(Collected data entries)
——

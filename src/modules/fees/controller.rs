use axum::{
    Json,
    extract::{Path, Query, State},
    http::StatusCode,
};
use edudesk_core::{AppError, ErrorResponse};
use edudesk_models::fees::{
    CreateFeeDto, FeeBreakdown, FeeDetails, FeeFilterParams, FeePreviewDto,
    PaginatedFeesResponse, UpdateFeeDto,
};
use edudesk_models::ids::FeeId;
use tracing::instrument;
use uuid::Uuid;

use crate::modules::fees::service::FeeService;
use crate::state::AppState;
use crate::validator::ValidatedJson;

#[utoipa::path(
    post,
    path = "/api/fees",
    request_body = CreateFeeDto,
    responses(
        (status = 201, description = "Fee created with its line items", body = FeeDetails),
        (status = 400, description = "Student does not exist", body = ErrorResponse),
        (status = 422, description = "Validation error or invalid amounts", body = ErrorResponse)
    ),
    tag = "Fees"
)]
#[instrument(skip(state, dto))]
pub async fn create_fee(
    State(state): State<AppState>,
    ValidatedJson(dto): ValidatedJson<CreateFeeDto>,
) -> Result<(StatusCode, Json<FeeDetails>), AppError> {
    let fee = FeeService::create_fee(&state.db, dto).await?;
    Ok((StatusCode::CREATED, Json(fee)))
}

#[utoipa::path(
    get,
    path = "/api/fees",
    params(FeeFilterParams),
    responses(
        (status = 200, description = "Paginated list of fees with balances", body = PaginatedFeesResponse)
    ),
    tag = "Fees"
)]
#[instrument(skip(state))]
pub async fn get_fees(
    State(state): State<AppState>,
    Query(filters): Query<FeeFilterParams>,
) -> Result<Json<PaginatedFeesResponse>, AppError> {
    let fees = FeeService::get_fees(&state.db, filters).await?;
    Ok(Json(fees))
}

#[utoipa::path(
    post,
    path = "/api/fees/preview",
    request_body = FeePreviewDto,
    responses(
        (status = 200, description = "Computed totals, nothing is saved", body = FeeBreakdown),
        (status = 422, description = "Invalid amounts", body = ErrorResponse)
    ),
    tag = "Fees"
)]
#[instrument(skip(dto))]
pub async fn preview_fee(
    ValidatedJson(dto): ValidatedJson<FeePreviewDto>,
) -> Result<Json<FeeBreakdown>, AppError> {
    let breakdown = FeeService::preview_fee(&dto)?;
    Ok(Json(breakdown))
}

#[utoipa::path(
    get,
    path = "/api/fees/{id}",
    params(
        ("id" = Uuid, Path, description = "Fee ID")
    ),
    responses(
        (status = 200, description = "Fee with items and payments", body = FeeDetails),
        (status = 404, description = "Fee not found", body = ErrorResponse)
    ),
    tag = "Fees"
)]
#[instrument(skip(state))]
pub async fn get_fee(
    State(state): State<AppState>,
    Path(id): Path<FeeId>,
) -> Result<Json<FeeDetails>, AppError> {
    let fee = FeeService::get_fee(&state.db, id).await?;
    Ok(Json(fee))
}

#[utoipa::path(
    put,
    path = "/api/fees/{id}",
    params(
        ("id" = Uuid, Path, description = "Fee ID")
    ),
    request_body = UpdateFeeDto,
    responses(
        (status = 200, description = "Fee updated", body = FeeDetails),
        (status = 404, description = "Fee not found", body = ErrorResponse),
        (status = 422, description = "Invalid amounts or total below amount paid", body = ErrorResponse)
    ),
    tag = "Fees"
)]
#[instrument(skip(state, dto))]
pub async fn update_fee(
    State(state): State<AppState>,
    Path(id): Path<FeeId>,
    ValidatedJson(dto): ValidatedJson<UpdateFeeDto>,
) -> Result<Json<FeeDetails>, AppError> {
    let fee = FeeService::update_fee(&state.db, id, dto).await?;
    Ok(Json(fee))
}

#[utoipa::path(
    delete,
    path = "/api/fees/{id}",
    params(
        ("id" = Uuid, Path, description = "Fee ID")
    ),
    responses(
        (status = 204, description = "Fee deleted"),
        (status = 404, description = "Fee not found", body = ErrorResponse)
    ),
    tag = "Fees"
)]
#[instrument(skip(state))]
pub async fn delete_fee(
    State(state): State<AppState>,
    Path(id): Path<FeeId>,
) -> Result<StatusCode, AppError> {
    FeeService::delete_fee(&state.db, id).await?;
    Ok(StatusCode::NO_CONTENT)
}
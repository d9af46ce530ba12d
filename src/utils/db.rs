use anyhow::anyhow;
use edudesk_core::AppError;

/// Maps a failed write to a client error when a constraint rejected it.
///
/// Unique violations become `400` with `unique_message`; dangling foreign
/// keys and check violations become `400` with a generic message.
pub fn map_write_error(e: sqlx::Error, unique_message: &str) -> AppError {
    if let sqlx::Error::Database(db_err) = &e {
        if db_err.is_unique_violation() {
            return AppError::bad_request(anyhow!("{}", unique_message));
        }
        if db_err.is_foreign_key_violation() {
            return AppError::bad_request(anyhow!("Referenced record does not exist"));
        }
        if db_err.is_check_violation() {
            return AppError::bad_request(anyhow!("Value violates a data constraint"));
        }
    }
    AppError::database(e)
}

/// [`map_write_error`] for tables without a unique key of their own.
pub fn map_db_error(e: sqlx::Error) -> AppError {
    map_write_error(e, "Record already exists")
}
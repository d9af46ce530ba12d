//! Pagination and search utilities for list endpoints.
//!
//! Every collection endpoint accepts the same query parameters:
//!
//! - `limit`: Maximum number of items to return (1-100, default: 10)
//! - `page`: Page number (1-indexed); takes precedence over `offset`
//! - `offset`: Number of items to skip (used when `page` is absent)
//! - `search`: Case-insensitive substring filter applied by the endpoint
//!
//! Empty query values (`?search=&page=`) are treated as absent.
//!
//! # Example
//!
//! ```ignore
//! async fn list_subjects(
//!     Query(params): Query<ListParams>,
//! ) -> Result<Json<PaginatedSubjectsResponse>, AppError> {
//!     let limit = params.pagination.limit();
//!     let offset = params.pagination.offset();
//!
//!     let subjects = fetch_subjects(params.search_pattern(), limit, offset).await?;
//!     let total = count_subjects(params.search_pattern()).await?;
//!
//!     Ok(Json(PaginatedSubjectsResponse {
//!         data: subjects,
//!         meta: PaginationMeta::for_params(&params.pagination, total),
//!     }))
//! }
//! ```

use serde::{Deserialize, Serialize};
use utoipa::{IntoParams, ToSchema};

use crate::serde::{deserialize_optional_i64, deserialize_optional_trimmed};

/// Metadata about a paginated response.
///
/// ```json
/// {
///   "data": [...],
///   "meta": { "total": 100, "limit": 10, "offset": 20, "page": 3, "has_more": true }
/// }
/// ```
#[derive(Debug, Clone, PartialEq, Eq, Serialize, Deserialize, ToSchema)]
pub struct PaginationMeta {
    /// Total number of items across all pages
    pub total: i64,
    /// Maximum items per page (the limit that was applied)
    pub limit: i64,
    /// Number of items skipped
    #[serde(skip_serializing_if = "Option::is_none")]
    pub offset: Option<i64>,
    /// Current page number (only present if page-based pagination was used)
    #[serde(skip_serializing_if = "Option::is_none")]
    pub page: Option<i64>,
    /// Whether there are more items after this page
    pub has_more: bool,
}

impl PaginationMeta {
    /// Builds the metadata for a page fetched with `params` out of `total` rows.
    #[must_use]
    pub fn for_params(params: &PaginationParams, total: i64) -> Self {
        let limit = params.limit();
        let offset = params.offset();

        Self {
            total,
            limit,
            offset: Some(offset),
            page: params.page(),
            has_more: offset.saturating_add(limit) < total,
        }
    }
}

/// Query parameters for pagination.
///
/// - `limit` is clamped to the range [1, 100]
/// - `offset` is clamped to a minimum of 0
/// - `page` is clamped to a minimum of 1
#[derive(Debug, Clone, Hash, Deserialize, ToSchema, IntoParams)]
#[into_params(parameter_in = Query)]
pub struct PaginationParams {
    /// Maximum number of items to return (1-100, default: 10)
    #[serde(default, deserialize_with = "deserialize_optional_i64")]
    pub limit: Option<i64>,
    /// Number of items to skip (default: 0, ignored if `page` is set)
    #[serde(default, deserialize_with = "deserialize_optional_i64")]
    pub offset: Option<i64>,
    /// Page number (1-indexed, default: 1)
    #[serde(default, deserialize_with = "deserialize_optional_i64")]
    pub page: Option<i64>,
}

impl Default for PaginationParams {
    fn default() -> Self {
        Self {
            limit: Some(10),
            offset: Some(0),
            page: Some(1),
        }
    }
}

impl PaginationParams {
    /// Returns the effective limit, clamped to [1, 100]. Defaults to 10.
    #[must_use]
    pub fn limit(&self) -> i64 {
        self.limit.unwrap_or(10).clamp(1, 100)
    }

    /// Returns the effective offset.
    ///
    /// If `page` is set, the offset is derived from it; otherwise the
    /// explicit offset (or 0) is used.
    #[must_use]
    pub fn offset(&self) -> i64 {
        if let Some(page) = self.page {
            let page = page.max(1);
            (page - 1).saturating_mul(self.limit())
        } else {
            self.offset.unwrap_or(0).max(0)
        }
    }

    /// Returns the page number if provided, clamped to a minimum of 1.
    #[must_use]
    pub fn page(&self) -> Option<i64> {
        self.page.map(|p| p.max(1))
    }
}

/// Pagination plus a free-text `search` term.
#[derive(Debug, Clone, Default, Deserialize, ToSchema, IntoParams)]
#[into_params(parameter_in = Query)]
pub struct ListParams {
    /// Case-insensitive substring to filter by
    #[serde(default, deserialize_with = "deserialize_optional_trimmed")]
    pub search: Option<String>,
    #[serde(flatten)]
    pub pagination: PaginationParams,
}

impl ListParams {
    /// Returns the search term as an `ILIKE` pattern, with `%`, `_` and `\` escaped.
    #[must_use]
    pub fn search_pattern(&self) -> Option<String> {
        self.search.as_deref().map(like_pattern)
    }
}

/// Wraps `term` in `%` for a substring `ILIKE` match, escaping LIKE metacharacters.
#[must_use]
pub fn like_pattern(term: &str) -> String {
    let mut escaped = String::with_capacity(term.len() + 2);
    escaped.push('%');
    for c in term.chars() {
        if matches!(c, '%' | '_' | '\\') {
            escaped.push('\\');
        }
        escaped.push(c);
    }
    escaped.push('%');
    escaped
}

#[cfg(test)]
mod tests {
    use super::*;

    #[test]
    fn test_pagination_params_default() {
        let params = PaginationParams::default();
        assert_eq!(params.limit(), 10);
        assert_eq!(params.offset(), 0);
        assert_eq!(params.page(), Some(1));
    }

    #[test]
    fn test_pagination_params_limit_boundary_cases() {
        let test_cases = vec![
            (Some(1), 1),
            (Some(50), 50),
            (Some(100), 100),
            (Some(101), 100),
            (Some(0), 1),
            (Some(-1), 1),
            (None, 10),
        ];

        for (input, expected) in test_cases {
            let params = PaginationParams {
                limit: input,
                offset: Some(0),
                page: None,
            };
            assert_eq!(params.limit(), expected);
        }
    }

    #[test]
    fn test_pagination_params_offset_boundary_cases() {
        let test_cases = vec![
            (Some(0), 0),
            (Some(10), 10),
            (Some(-1), 0),
            (Some(i64::MAX), i64::MAX),
            (None, 0),
        ];

        for (input, expected) in test_cases {
            let params = PaginationParams {
                limit: Some(10),
                offset: input,
                page: None,
            };
            assert_eq!(params.offset(), expected);
        }
    }

    #[test]
    fn test_page_takes_precedence_over_offset() {
        let params = PaginationParams {
            limit: Some(20),
            offset: Some(5),
            page: Some(3),
        };
        assert_eq!(params.offset(), 40);
        assert_eq!(params.page(), Some(3));
    }

    #[test]
    fn test_page_below_one_is_first_page() {
        let params = PaginationParams {
            limit: Some(10),
            offset: None,
            page: Some(-4),
        };
        assert_eq!(params.offset(), 0);
        assert_eq!(params.page(), Some(1));
    }

    #[test]
    fn test_meta_for_params() {
        let params = PaginationParams {
            limit: Some(10),
            offset: None,
            page: Some(2),
        };
        let meta = PaginationMeta::for_params(&params, 25);
        assert_eq!(meta.total, 25);
        assert_eq!(meta.offset, Some(10));
        assert_eq!(meta.page, Some(2));
        assert!(meta.has_more);

        let last = PaginationParams {
            limit: Some(10),
            offset: None,
            page: Some(3),
        };
        assert!(!PaginationMeta::for_params(&last, 25).has_more);
    }

    #[test]
    fn test_meta_for_extreme_page_and_offset() {
        let huge_page = PaginationParams {
            limit: Some(100),
            offset: None,
            page: Some(i64::MAX),
        };
        assert_eq!(huge_page.offset(), i64::MAX);
        let meta = PaginationMeta::for_params(&huge_page, 25);
        assert_eq!(meta.offset, Some(i64::MAX));
        assert!(!meta.has_more);

        let huge_offset = PaginationParams {
            limit: Some(10),
            offset: Some(i64::MAX),
            page: None,
        };
        assert!(!PaginationMeta::for_params(&huge_offset, i64::MAX).has_more);
    }

    #[test]
    fn test_meta_serialize_skips_missing_page() {
        let meta = PaginationMeta {
            total: 3,
            limit: 10,
            offset: Some(0),
            page: None,
            has_more: false,
        };
        let serialized = serde_json::to_string(&meta).unwrap();
        assert!(serialized.contains(r#""total":3"#));
        assert!(!serialized.contains("page"));
    }

    #[test]
    fn test_pagination_params_deserialize_empty_strings() {
        let json = r#"{"limit":"","offset":"","page":""}"#;
        let params: PaginationParams = serde_json::from_str(json).unwrap();
        assert_eq!(params.limit(), 10);
        assert_eq!(params.offset(), 0);
        assert_eq!(params.page(), None);
    }

    #[test]
    fn test_list_params_deserialize() {
        let json = r#"{"search":"  math ","limit":"5","page":"2"}"#;
        let params: ListParams = serde_json::from_str(json).unwrap();
        assert_eq!(params.search.as_deref(), Some("math"));
        assert_eq!(params.pagination.limit(), 5);
        assert_eq!(params.pagination.offset(), 5);
    }

    #[test]
    fn test_list_params_blank_search_is_none() {
        let json = r#"{"search":"   "}"#;
        let params: ListParams = serde_json::from_str(json).unwrap();
        assert!(params.search.is_none());
        assert!(params.search_pattern().is_none());
    }

    #[test]
    fn test_like_pattern_escapes_metacharacters() {
        assert_eq!(like_pattern("ann"), "%ann%");
        assert_eq!(like_pattern("50%_off"), "%50\\%\\_off%");
        assert_eq!(like_pattern("a\\b"), "%a\\\\b%");
    }
}
const SCHEDULE_SELECT: &str = r#"SELECT
        sc.id, sc.day, sc.period_id, sc.class_id, sc.section_id, sc.subject_id, sc.teacher_id,
        sc.room, sc.status,
        p.name AS period_name, p.sort_order AS period_sort_order, p.start_time, p.end_time,
        c.name AS class_name, sec.name AS section_name, sub.name AS subject_name,
        (t.first_name || ' ' || t.last_name) AS teacher_name,
        sc.created_at, sc.updated_at
    FROM schedules sc
    JOIN periods p ON p.id = sc.period_id
    JOIN classes c ON c.id = sc.class_id
    JOIN sections sec ON sec.id = sc.section_id
    JOIN subjects sub ON sub.id = sc.subject_id
    JOIN teachers t ON t.id = sc.teacher_id"#;

const SCHEDULE_ORDER: &str = "ORDER BY sc.day, p.sort_order, p.start_time, c.name, sec.name";

fn change_error(err: ScheduleChangeError) -> AppError {
    match err {
        ScheduleChangeError::UnknownEntry(_) => AppError::not_found(err),
        ScheduleChangeError::DuplicateEntry(_) => AppError::bad_request(err),
        ScheduleChangeError::InvalidStatusTransition { .. } => AppError::unprocessable(err),
    }
}

fn record_conflicts(conflicts: &[ScheduleConflict]) {
    let slot_taken = conflicts
        .iter()
        .filter(|c| c.kind == ConflictKind::SlotTaken)
        .count();
    crate::metrics::track_schedule_conflicts("slot_taken", slot_taken);
    crate::metrics::track_schedule_conflicts(
        "teacher_double_booked",
        conflicts.len() - slot_taken,
    );
}

pub struct ScheduleService;
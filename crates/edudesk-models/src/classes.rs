//! Class (grade) and section models and DTOs.
//!
//! A class such as "Grade 5" is split into sections ("A", "B", ...). Section
//! names are unique within their class.

use chrono::{DateTime, Utc};
use edudesk_core::serde::{deserialize_optional_parsed, deserialize_optional_trimmed};
use edudesk_core::{PaginationMeta, PaginationParams};
use serde::{Deserialize, Serialize};
use sqlx::FromRow;
use utoipa::{IntoParams, ToSchema};
use validator::Validate;

use crate::ids::{ClassId, SectionId, TeacherId};

#[derive(Debug, Clone, Serialize, Deserialize, FromRow, ToSchema)]
pub struct Class {
    pub id: ClassId,
    pub name: String,
    pub description: Option<String>,
    pub created_at: DateTime<Utc>,
    pub updated_at: DateTime<Utc>,
}

#[derive(Debug, Clone, Serialize, Deserialize, FromRow, ToSchema)]
pub struct ClassWithStats {
    pub id: ClassId,
    pub name: String,
    pub description: Option<String>,
    pub section_count: i64,
    pub student_count: i64,
    pub created_at: DateTime<Utc>,
    pub updated_at: DateTime<Utc>,
}

#[derive(Debug, Deserialize, Validate, ToSchema)]
pub struct CreateClassDto {
    #[validate(length(min = 1, max = 100))]
    pub name: String,
    pub description: Option<String>,
}

#[derive(Debug, Default, Deserialize, Validate, ToSchema)]
pub struct UpdateClassDto {
    #[validate(length(min = 1, max = 100))]
    pub name: Option<String>,
    pub description: Option<String>,
}

#[derive(Debug, Serialize, ToSchema)]
pub struct PaginatedClassesResponse {
    pub data: Vec<ClassWithStats>,
    pub meta: PaginationMeta,
}

#[derive(Debug, Clone, Serialize, Deserialize, FromRow, ToSchema)]
pub struct Section {
    pub id: SectionId,
    pub class_id: ClassId,
    pub name: String,
    pub capacity: Option<i32>,
    pub class_teacher_id: Option<TeacherId>,
    #[sqlx(default)]
    pub class_name: Option<String>,
    #[sqlx(default)]
    pub student_count: Option<i64>,
    pub created_at: DateTime<Utc>,
    pub updated_at: DateTime<Utc>,
}

/// Body for `POST /classes/{id}/sections`; the class comes from the path.
#[derive(Debug, Deserialize, Validate, ToSchema)]
pub struct CreateSectionDto {
    #[validate(length(min = 1, max = 50))]
    pub name: String,
    #[validate(range(min = 1))]
    pub capacity: Option<i32>,
    pub class_teacher_id: Option<TeacherId>,
}

/// Body for `POST /sections`.
#[derive(Debug, Deserialize, Validate, ToSchema)]
pub struct CreateSectionWithClassDto {
    pub class_id: ClassId,
    #[serde(flatten)]
    #[validate(nested)]
    pub section: CreateSectionDto,
}

#[derive(Debug, Default, Deserialize, Validate, ToSchema)]
pub struct UpdateSectionDto {
    #[validate(length(min = 1, max = 50))]
    pub name: Option<String>,
    #[validate(range(min = 1))]
    pub capacity: Option<i32>,
    pub class_teacher_id: Option<TeacherId>,
}

#[derive(Debug, Default, Deserialize, ToSchema, IntoParams)]
#[into_params(parameter_in = Query)]
pub struct SectionFilterParams {
    #[serde(default, deserialize_with = "deserialize_optional_parsed")]
    pub class_id: Option<ClassId>,
    /// Matches the section name
    #[serde(default, deserialize_with = "deserialize_optional_trimmed")]
    pub search: Option<String>,
    #[serde(flatten)]
    pub pagination: PaginationParams,
}

#[derive(Debug, Serialize, ToSchema)]
pub struct PaginatedSectionsResponse {
    pub data: Vec<Section>,
    pub meta: PaginationMeta,
}

#[cfg(test)]
mod tests {
    use super::*;

    #[test]
    fn test_create_class_dto_validation() {
        let valid = CreateClassDto {
            name: "Grade 5".to_string(),
            description: None,
        };
        assert!(valid.validate().is_ok());

        let long_name = CreateClassDto {
            name: "x".repeat(101),
            description: None,
        };
        assert!(long_name.validate().is_err());
    }

    #[test]
    fn test_create_section_dto_capacity() {
        let zero = CreateSectionDto {
            name: "A".to_string(),
            capacity: Some(0),
            class_teacher_id: None,
        };
        assert!(zero.validate().is_err());

        let ok = CreateSectionDto {
            name: "A".to_string(),
            capacity: Some(35),
            class_teacher_id: None,
        };
        assert!(ok.validate().is_ok());
    }

    #[test]
    fn test_create_section_with_class_is_flat_json() {
        let class_id = ClassId::new();
        let json = format!(r#"{{"class_id":"{}","name":"B","capacity":30}}"#, class_id);
        let dto: CreateSectionWithClassDto = serde_json::from_str(&json).unwrap();
        assert_eq!(dto.class_id, class_id);
        assert_eq!(dto.section.name, "B");
        assert!(dto.validate().is_ok());
    }

    #[test]
    fn test_create_section_with_class_validates_nested() {
        let json = format!(r#"{{"class_id":"{}","name":""}}"#, ClassId::new());
        let dto: CreateSectionWithClassDto = serde_json::from_str(&json).unwrap();
        assert!(dto.validate().is_err());
    }
}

——

--- Prompt ---
Only the number is needed here: how many lines in the data contain "SectionId"?

--- Answer space ---
2